__TASK PROMPT__:
All lines up to and including the one that contains "use sqlx::Sqlite;" are to be transcribed exactly, starting from the first line of the records.

__RECORDS TO USE__:
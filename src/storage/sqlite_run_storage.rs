//! `SQLite`-backed run storage rooted in a local directory.

use async_trait::async_trait;
use sqlx::pool::PoolConnection;
use sqlx::sqlite::{SqliteConnectOptions, SqlitePool, SqlitePoolOptions};
use sqlx::Sqlite;
use std::path::{Path, PathBuf};
use std::sync::Arc;
use tracing::debug;

use super::run_sql::{self, RunRow};
use super::runs::{PipelineRun, PipelineRunStatus, RunStorage};
use super::{base_dir_config_type, BaseDirPluginConfig};
use crate::config_plugin::{typed_plugin_config, ConfigPlugin};
use crate::constants::layout::RUNS_DB_FILENAME;
use crate::error::Result;
use crate::logging::log_storage_operation;

/// Idempotent DDL for the run table.
const CREATE_TABLES: &str = r"
CREATE TABLE IF NOT EXISTS runs (
    id INTEGER PRIMARY KEY AUTOINCREMENT,
    run_id VARCHAR(255) NOT NULL UNIQUE,
    pipeline_name TEXT NOT NULL,
    status VARCHAR(63) NOT NULL,
    run_body TEXT NOT NULL,
    create_timestamp TIMESTAMP NOT NULL DEFAULT CURRENT_TIMESTAMP,
    update_timestamp TIMESTAMP NOT NULL DEFAULT CURRENT_TIMESTAMP
);

CREATE INDEX IF NOT EXISTS idx_runs_pipeline_name ON runs (pipeline_name);
";

const MAX_CONNECTIONS: u32 = 5;

/// Run storage persisted in `<base_dir>/runs.db`.
///
/// Construct with [`SqliteRunStorage::from_local`]; a second construction over the
/// same directory reuses the existing file and rows.
#[derive(Debug, Clone)]
pub struct SqliteRunStorage {
    pool: SqlitePool,
    db_path: PathBuf,
}

impl SqliteRunStorage {
    /// Create the directory if needed, open (or create) the database and make sure
    /// the run schema exists.
    pub async fn from_local(base_dir: impl AsRef<Path>) -> Result<Self> {
        let base_dir = base_dir.as_ref();
        tokio::fs::create_dir_all(base_dir).await?;
        let db_path = base_dir.join(RUNS_DB_FILENAME);

        let options = SqliteConnectOptions::new()
            .filename(&db_path)
            .create_if_missing(true);
        let pool = SqlitePoolOptions::new()
            .max_connections(MAX_CONNECTIONS)
            .connect_with(options)
            .await?;

        sqlx::raw_sql(CREATE_TABLES).execute(&pool).await?;

        log_storage_operation(
            "open",
            "sqlite_run_storage",
            Some(&db_path.display().to_string()),
            "success",
            None,
        );

        Ok(Self { pool, db_path })
    }

    /// Acquire a live connection to the run database
    pub async fn connect(&self) -> Result<PoolConnection<Sqlite>> {
        Ok(self.pool.acquire().await?)
    }

    pub fn db_path(&self) -> &Path {
        &self.db_path
    }
}

#[async_trait]
impl RunStorage for SqliteRunStorage {
    fn is_persistent(&self) -> bool {
        true
    }

    async fn add_run(&self, run: PipelineRun) -> Result<PipelineRun> {
        sqlx::query(run_sql::INSERT_RUN)
            .bind(&run.run_id)
            .bind(&run.pipeline_name)
            .bind(run.status.to_string())
            .bind(run.to_body()?)
            .execute(&self.pool)
            .await
            .map_err(|error| run_sql::insert_error(&run.run_id, error))?;

        debug!(run_id = %run.run_id, "Added run to sqlite run storage");
        Ok(run)
    }

    async fn get_run_by_id(&self, run_id: &str) -> Result<Option<PipelineRun>> {
        let row: Option<RunRow> = sqlx::query_as(run_sql::SELECT_RUN)
            .bind(run_id)
            .fetch_optional(&self.pool)
            .await?;
        run_sql::decode_run(row)
    }

    async fn all_runs(&self) -> Result<Vec<PipelineRun>> {
        let rows: Vec<RunRow> = sqlx::query_as(run_sql::SELECT_ALL_RUNS)
            .fetch_all(&self.pool)
            .await?;
        run_sql::decode_runs(rows)
    }

    async fn update_run_status(&self, run_id: &str, status: PipelineRunStatus) -> Result<()> {
        let result = sqlx::query(run_sql::UPDATE_RUN_STATUS)
            .bind(status.to_string())
            .bind(run_id)
            .execute(&self.pool)
            .await?;
        run_sql::ensure_updated(run_id, result.rows_affected())
    }

    async fn wipe(&self) -> Result<()> {
        sqlx::query(run_sql::DELETE_ALL_RUNS)
            .execute(&self.pool)
            .await?;
        Ok(())
    }
}

pub fn sqlite_run_storage_config_plugin() -> ConfigPlugin<Arc<dyn RunStorage>> {
    ConfigPlugin::new(base_dir_config_type("SqliteRunStorageConfig"), |config| async move {
        let config: BaseDirPluginConfig = typed_plugin_config(config)?;
        let storage = SqliteRunStorage::from_local(&config.base_dir).await?;
        Ok(Arc::new(storage) as Arc<dyn RunStorage>)
    })
}

#[cfg(test)]
mod tests {
    use super::*;
    use crate::execution::config::RunConfig;

    fn sample_run(run_id: &str) -> PipelineRun {
        let run_config = RunConfig::builder().run_id(run_id).build().unwrap();
        PipelineRun::from_run_config("etl", &run_config)
    }

    #[tokio::test]
    async fn test_from_local_creates_database_file() {
        let dir = tempfile::tempdir().unwrap();
        let base = dir.path().join("history");

        let storage = SqliteRunStorage::from_local(&base).await.unwrap();
        assert!(storage.is_persistent());
        assert_eq!(storage.db_path(), base.join("runs.db").as_path());
        assert!(base.join("runs.db").exists());

        let mut conn = storage.connect().await.unwrap();
        let (count,): (i64,) = sqlx::query_as("SELECT COUNT(*) FROM runs")
            .fetch_one(&mut *conn)
            .await
            .unwrap();
        assert_eq!(count, 0);
    }

    #[tokio::test]
    async fn test_crud_round_trip() {
        let dir = tempfile::tempdir().unwrap();
        let storage = SqliteRunStorage::from_local(dir.path()).await.unwrap();

        let run = sample_run("run-1");
        storage.add_run(run.clone()).await.unwrap();
        assert_eq!(storage.get_run_by_id("run-1").await.unwrap(), Some(run));
        assert!(storage.get_run_by_id("run-2").await.unwrap().is_none());

        let duplicate = storage.add_run(sample_run("run-1")).await;
        assert!(duplicate.is_err());

        storage
            .update_run_status("run-1", PipelineRunStatus::Failure)
            .await
            .unwrap();
        let stored = storage.get_run_by_id("run-1").await.unwrap().unwrap();
        assert_eq!(stored.status, PipelineRunStatus::Failure);

        assert!(storage
            .update_run_status("run-2", PipelineRunStatus::Success)
            .await
            .is_err());

        storage.add_run(sample_run("run-2")).await.unwrap();
        let ids: Vec<_> = storage
            .all_runs()
            .await
            .unwrap()
            .into_iter()
            .map(|run| run.run_id)
            .collect();
        assert_eq!(ids, vec!["run-2".to_string(), "run-1".to_string()]);

        storage.wipe().await.unwrap();
        assert!(storage.all_runs().await.unwrap().is_empty());
    }
}
//! Serializable description of an instance's storage configuration.

use serde::{Deserialize, Serialize};
use serde_json::json;
use std::path::Path;

use crate::config::{ConfigLoader, ConfigurationError, PluginSlotConfig};
use crate::config_plugin::ConfigPluginData;
use crate::constants::layout::{HISTORY_DIR, RUNS_DIR, STORAGE_DIR};
use crate::constants::plugins::*;
use crate::error::Result;

/// The plugin descriptors of an instance's four storage slots plus its enabled
/// features.
///
/// Holds no live resources; [`super::Instance::from_ref`] resolves it.
#[derive(Debug, Clone, PartialEq, Eq, Serialize, Deserialize)]
pub struct InstanceRef {
    pub feature_set: Vec<String>,
    pub local_artifact_storage_data: ConfigPluginData,
    pub run_storage_data: ConfigPluginData,
    pub event_storage_data: ConfigPluginData,
    pub compute_logs_data: ConfigPluginData,
}

impl InstanceRef {
    /// Build the reference for the instance rooted at `base_dir`.
    ///
    /// Reads the optional `config_filename` document in `base_dir`. Slots it does
    /// not configure get the builtin defaults:
    ///
    /// | slot | `base_dir` |
    /// |---|---|
    /// | local artifact storage | `<base>` |
    /// | run storage (sqlite) | `<base>/history/` |
    /// | event log storage (sqlite) | `<base>/history/runs/` |
    /// | compute logs | `<base>/storage` |
    pub fn from_dir(base_dir: impl AsRef<Path>, config_filename: &str) -> Result<Self> {
        let base_dir = base_dir.as_ref();
        let document = ConfigLoader::load_instance_document(base_dir, config_filename)?;

        let local_artifact_storage_data = slot_or_default(
            document.local_artifact_storage.as_ref(),
            LOCAL_ARTIFACT_STORAGE_MODULE,
            LOCAL_ARTIFACT_STORAGE_PLUGIN,
            base_dir,
        )?;
        let run_storage_data = slot_or_default(
            document.run_storage.as_ref(),
            SQLITE_RUN_STORAGE_MODULE,
            SQLITE_RUN_STORAGE_PLUGIN,
            &base_dir.join(HISTORY_DIR).join(""),
        )?;
        let event_storage_data = slot_or_default(
            document.event_log_storage.as_ref(),
            SQLITE_EVENT_LOG_STORAGE_MODULE,
            SQLITE_EVENT_LOG_STORAGE_PLUGIN,
            &base_dir.join(HISTORY_DIR).join(RUNS_DIR).join(""),
        )?;
        let compute_logs_data = slot_or_default(
            document.compute_logs.as_ref(),
            LOCAL_COMPUTE_LOG_MANAGER_MODULE,
            LOCAL_COMPUTE_LOG_MANAGER_PLUGIN,
            &base_dir.join(STORAGE_DIR),
        )?;

        Ok(Self {
            feature_set: document.features,
            local_artifact_storage_data,
            run_storage_data,
            event_storage_data,
            compute_logs_data,
        })
    }
}

fn slot_or_default(
    configured: Option<&PluginSlotConfig>,
    default_module: &str,
    default_plugin: &str,
    default_base_dir: &Path,
) -> Result<ConfigPluginData> {
    if let Some(slot) = configured {
        return Ok(slot.to_plugin_data()?);
    }

    let base_dir = default_base_dir.to_str().ok_or_else(|| {
        ConfigurationError::invalid_value(
            "base_dir",
            default_base_dir.display().to_string(),
            "instance paths must be valid unicode",
        )
    })?;

    ConfigPluginData::from_config(
        default_module,
        default_plugin,
        &json!({ "base_dir": base_dir }),
    )
}
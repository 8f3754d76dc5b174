//! Error types for the run-coordination layer.
//!
//! Every variant here describes static misconfiguration or a failure surfaced by an
//! underlying storage engine. None of them are retried by this crate.

use crate::config::ConfigurationError;
use crate::config_plugin::schema::EvaluationError;
use thiserror::Error;

#[derive(Debug, Clone, PartialEq, Error)]
pub enum CoordinatorError {
    /// The selected executor cannot run against the instance or system storage.
    #[error("Unmet executor requirement: {0}")]
    UnmetExecutorRequirement(String),
    #[error(transparent)]
    PluginResolution(#[from] PluginResolutionError),
    /// A plugin's declared config schema rejected the supplied config fragment.
    #[error("Invalid config for plugin: {}", format_evaluation_errors(errors))]
    ConfigValidation {
        errors: Vec<EvaluationError>,
        config_value: serde_json::Value,
    },
    #[error(transparent)]
    Configuration(#[from] ConfigurationError),
    #[error("Storage error: {0}")]
    Storage(String),
    #[error("Serialization error: {0}")]
    Serialization(String),
    #[error("I/O error: {0}")]
    Io(String),
    #[error("Execution error: {0}")]
    Execution(String),
    #[error("Invalid parameter: {0}")]
    InvalidParameter(String),
}

/// Failures locating a registered config plugin by its serialized identity.
#[derive(Debug, Clone, PartialEq, Eq, Error)]
pub enum PluginResolutionError {
    #[error("Couldn't find module {module_name} when attempting to rehydrate the plugin {plugin}")]
    ModuleNotFound { module_name: String, plugin: String },
    #[error("Couldn't find plugin {plugin_name} in module {module_name} when attempting to construct it")]
    PluginNotFound {
        module_name: String,
        plugin_name: String,
    },
    #[error("{plugin_name} in module {module_name} must be a ConfigPlugin producing {expected}")]
    PluginTypeMismatch {
        module_name: String,
        plugin_name: String,
        expected: &'static str,
    },
    #[error("Plugin {plugin_name} is already registered in module {module_name}")]
    DuplicatePlugin {
        module_name: String,
        plugin_name: String,
    },
}

impl CoordinatorError {
    /// Field-level errors carried by a config validation failure.
    pub fn evaluation_errors(&self) -> Option<&[EvaluationError]> {
        match self {
            Self::ConfigValidation { errors, .. } => Some(errors),
            _ => None,
        }
    }

    pub fn is_unmet_executor_requirement(&self) -> bool {
        matches!(self, Self::UnmetExecutorRequirement(_))
    }
}

fn format_evaluation_errors(errors: &[EvaluationError]) -> String {
    let messages: Vec<String> = errors.iter().map(ToString::to_string).collect();
    format!("{} error(s): {}", errors.len(), messages.join("; "))
}

impl From<sqlx::Error> for CoordinatorError {
    fn from(err: sqlx::Error) -> Self {
        CoordinatorError::Storage(err.to_string())
    }
}

impl From<serde_json::Error> for CoordinatorError {
    fn from(error: serde_json::Error) -> Self {
        CoordinatorError::Serialization(format!("JSON serialization error: {error}"))
    }
}

impl From<std::io::Error> for CoordinatorError {
    fn from(error: std::io::Error) -> Self {
        CoordinatorError::Io(error.to_string())
    }
}

pub type Result<T> = std::result::Result<T, CoordinatorError>;

#[cfg(test)]
mod tests {
    use super::*;
    use crate::config_plugin::schema::EvaluationErrorReason;

    #[test]
    fn test_config_validation_display_lists_every_error() {
        let error = CoordinatorError::ConfigValidation {
            errors: vec![
                EvaluationError {
                    stack: vec!["base_dir".to_string()],
                    reason: EvaluationErrorReason::MissingRequiredField,
                    message: "Missing required field \"base_dir\"".to_string(),
                },
                EvaluationError {
                    stack: vec!["extra".to_string()],
                    reason: EvaluationErrorReason::FieldNotDefined,
                    message: "Undefined field \"extra\"".to_string(),
                },
            ],
            config_value: serde_json::json!({"extra": 1}),
        };

        let rendered = error.to_string();
        assert!(rendered.contains("2 error(s)"));
        assert!(rendered.contains("base_dir"));
        assert!(rendered.contains("extra"));
        assert_eq!(error.evaluation_errors().map(<[_]>::len), Some(2));
    }

    #[test]
    fn test_plugin_resolution_error_names_module_and_plugin() {
        let error: CoordinatorError = PluginResolutionError::PluginNotFound {
            module_name: "storage.root".to_string(),
            plugin_name: "missing_plugin".to_string(),
        }
        .into();

        let rendered = error.to_string();
        assert!(rendered.contains("storage.root"));
        assert!(rendered.contains("missing_plugin"));
    }
}
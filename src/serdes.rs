//! Versioned, type-tagged serialization for records persisted or passed between
//! processes.
//!
//! Every record is wrapped in an envelope naming its format version and class:
//!
//! ```json
//! {"__version__": 1, "record": {"__class__": "ReexecutionConfig", "value": {...}}}
//! ```
//!
//! Only the classes listed in [`SerializableRecord`] can be decoded. Envelopes
//! written by a newer format version are rejected rather than guessed at.

use serde::de::DeserializeOwned;
use serde::{Deserialize, Serialize};
use serde_json::{json, Value};

use crate::config_plugin::ConfigPluginData;
use crate::constants::SERDES_VERSION;
use crate::error::{CoordinatorError, Result};
use crate::execution::config::ReexecutionConfig;
use crate::instance::InstanceRef;

/// Every record class the envelope format can carry
#[derive(Debug, Clone, PartialEq, Eq, Serialize, Deserialize)]
#[serde(tag = "__class__", content = "value")]
pub enum SerializableRecord {
    ReexecutionConfig(ReexecutionConfig),
    ConfigPluginData(ConfigPluginData),
    InstanceRef(InstanceRef),
}

impl SerializableRecord {
    pub const CLASS_NAMES: [&'static str; 3] =
        ["ReexecutionConfig", "ConfigPluginData", "InstanceRef"];

    pub fn class_name(&self) -> &'static str {
        match self {
            Self::ReexecutionConfig(_) => ReexecutionConfig::CLASS_NAME,
            Self::ConfigPluginData(_) => ConfigPluginData::CLASS_NAME,
            Self::InstanceRef(_) => InstanceRef::CLASS_NAME,
        }
    }
}

/// A record type with a stable class name in the envelope format
pub trait SerdesRecord: Serialize + DeserializeOwned {
    const CLASS_NAME: &'static str;

    fn from_record(record: SerializableRecord) -> Option<Self>;
}

impl SerdesRecord for ReexecutionConfig {
    const CLASS_NAME: &'static str = "ReexecutionConfig";

    fn from_record(record: SerializableRecord) -> Option<Self> {
        match record {
            SerializableRecord::ReexecutionConfig(value) => Some(value),
            _ => None,
        }
    }
}

impl SerdesRecord for ConfigPluginData {
    const CLASS_NAME: &'static str = "ConfigPluginData";

    fn from_record(record: SerializableRecord) -> Option<Self> {
        match record {
            SerializableRecord::ConfigPluginData(value) => Some(value),
            _ => None,
        }
    }
}

impl SerdesRecord for InstanceRef {
    const CLASS_NAME: &'static str = "InstanceRef";

    fn from_record(record: SerializableRecord) -> Option<Self> {
        match record {
            SerializableRecord::InstanceRef(value) => Some(value),
            _ => None,
        }
    }
}

#[derive(Deserialize)]
struct Envelope {
    #[serde(rename = "__version__")]
    version: u32,
    record: Value,
}

/// Serialize `value` into an envelope string.
pub fn serialize_value<T: SerdesRecord>(value: &T) -> Result<String> {
    let envelope = json!({
        "__version__": SERDES_VERSION,
        "record": {
            "__class__": T::CLASS_NAME,
            "value": serde_json::to_value(value)?,
        },
    });
    Ok(serde_json::to_string(&envelope)?)
}

/// Decode an envelope into whichever record class it names.
pub fn deserialize_record(json_str: &str) -> Result<SerializableRecord> {
    let envelope: Envelope = serde_json::from_str(json_str)?;

    if envelope.version > SERDES_VERSION {
        return Err(CoordinatorError::Serialization(format!(
            "Record was written by serdes version {}, newer than supported version {SERDES_VERSION}",
            envelope.version
        )));
    }

    let class_name = envelope
        .record
        .get("__class__")
        .and_then(Value::as_str)
        .ok_or_else(|| {
            CoordinatorError::Serialization("Record envelope has no __class__".to_string())
        })?;
    if !SerializableRecord::CLASS_NAMES.contains(&class_name) {
        return Err(CoordinatorError::Serialization(format!(
            "Attempted to deserialize unknown record class {class_name}"
        )));
    }

    Ok(serde_json::from_value(envelope.record)?)
}

/// Decode an envelope that must hold a `T`.
pub fn deserialize_value<T: SerdesRecord>(json_str: &str) -> Result<T> {
    let record = deserialize_record(json_str)?;
    let found = record.class_name();

    T::from_record(record).ok_or_else(|| {
        CoordinatorError::Serialization(format!(
            "Expected a serialized {} but found {found}",
            T::CLASS_NAME
        ))
    })
}

#[cfg(test)]
mod tests {
    use super::*;
    use crate::execution::plan::StepOutputHandle;

    fn sample_reexecution() -> ReexecutionConfig {
        ReexecutionConfig::new(
            "prev-run",
            vec![
                StepOutputHandle::new("extract", "rows"),
                StepOutputHandle::new("transform", "clean"),
            ],
        )
    }

    #[test]
    fn test_envelope_shape() {
        let json_str = serialize_value(&sample_reexecution()).unwrap();
        let value: Value = serde_json::from_str(&json_str).unwrap();

        assert_eq!(value["__version__"], 1);
        assert_eq!(value["record"]["__class__"], "ReexecutionConfig");
        assert_eq!(value["record"]["value"]["previous_run_id"], "prev-run");
    }

    #[test]
    fn test_class_dispatch() {
        let data = ConfigPluginData::new("m", "p", "base_dir: /x\n");
        let json_str = serialize_value(&data).unwrap();

        assert_eq!(
            deserialize_record(&json_str).unwrap(),
            SerializableRecord::ConfigPluginData(data.clone())
        );
        assert_eq!(deserialize_value::<ConfigPluginData>(&json_str).unwrap(), data);

        let mismatch = deserialize_value::<ReexecutionConfig>(&json_str).unwrap_err();
        assert!(mismatch.to_string().contains("ConfigPluginData"));
    }

    #[test]
    fn test_rejects_unknown_class_and_newer_version() {
        let unknown = r#"{"__version__": 1, "record": {"__class__": "Mystery", "value": {}}}"#;
        assert!(deserialize_record(unknown)
            .unwrap_err()
            .to_string()
            .contains("Mystery"));

        let newer = serialize_value(&sample_reexecution())
            .unwrap()
            .replace("\"__version__\":1", "\"__version__\":2");
        assert!(matches!(
            deserialize_record(&newer),
            Err(CoordinatorError::Serialization(_))
        ));
    }
}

__TASK RESULT__:
filename src/storage/sqlite_run_storage.rs
//! `SQLite`-backed run storage rooted in a local directory.

use async_trait::async_trait;
use sqlx::pool::PoolConnection;
use sqlx::sqlite::{SqliteConnectOptions, SqlitePool, SqlitePoolOptions};
use sqlx::Sqlite;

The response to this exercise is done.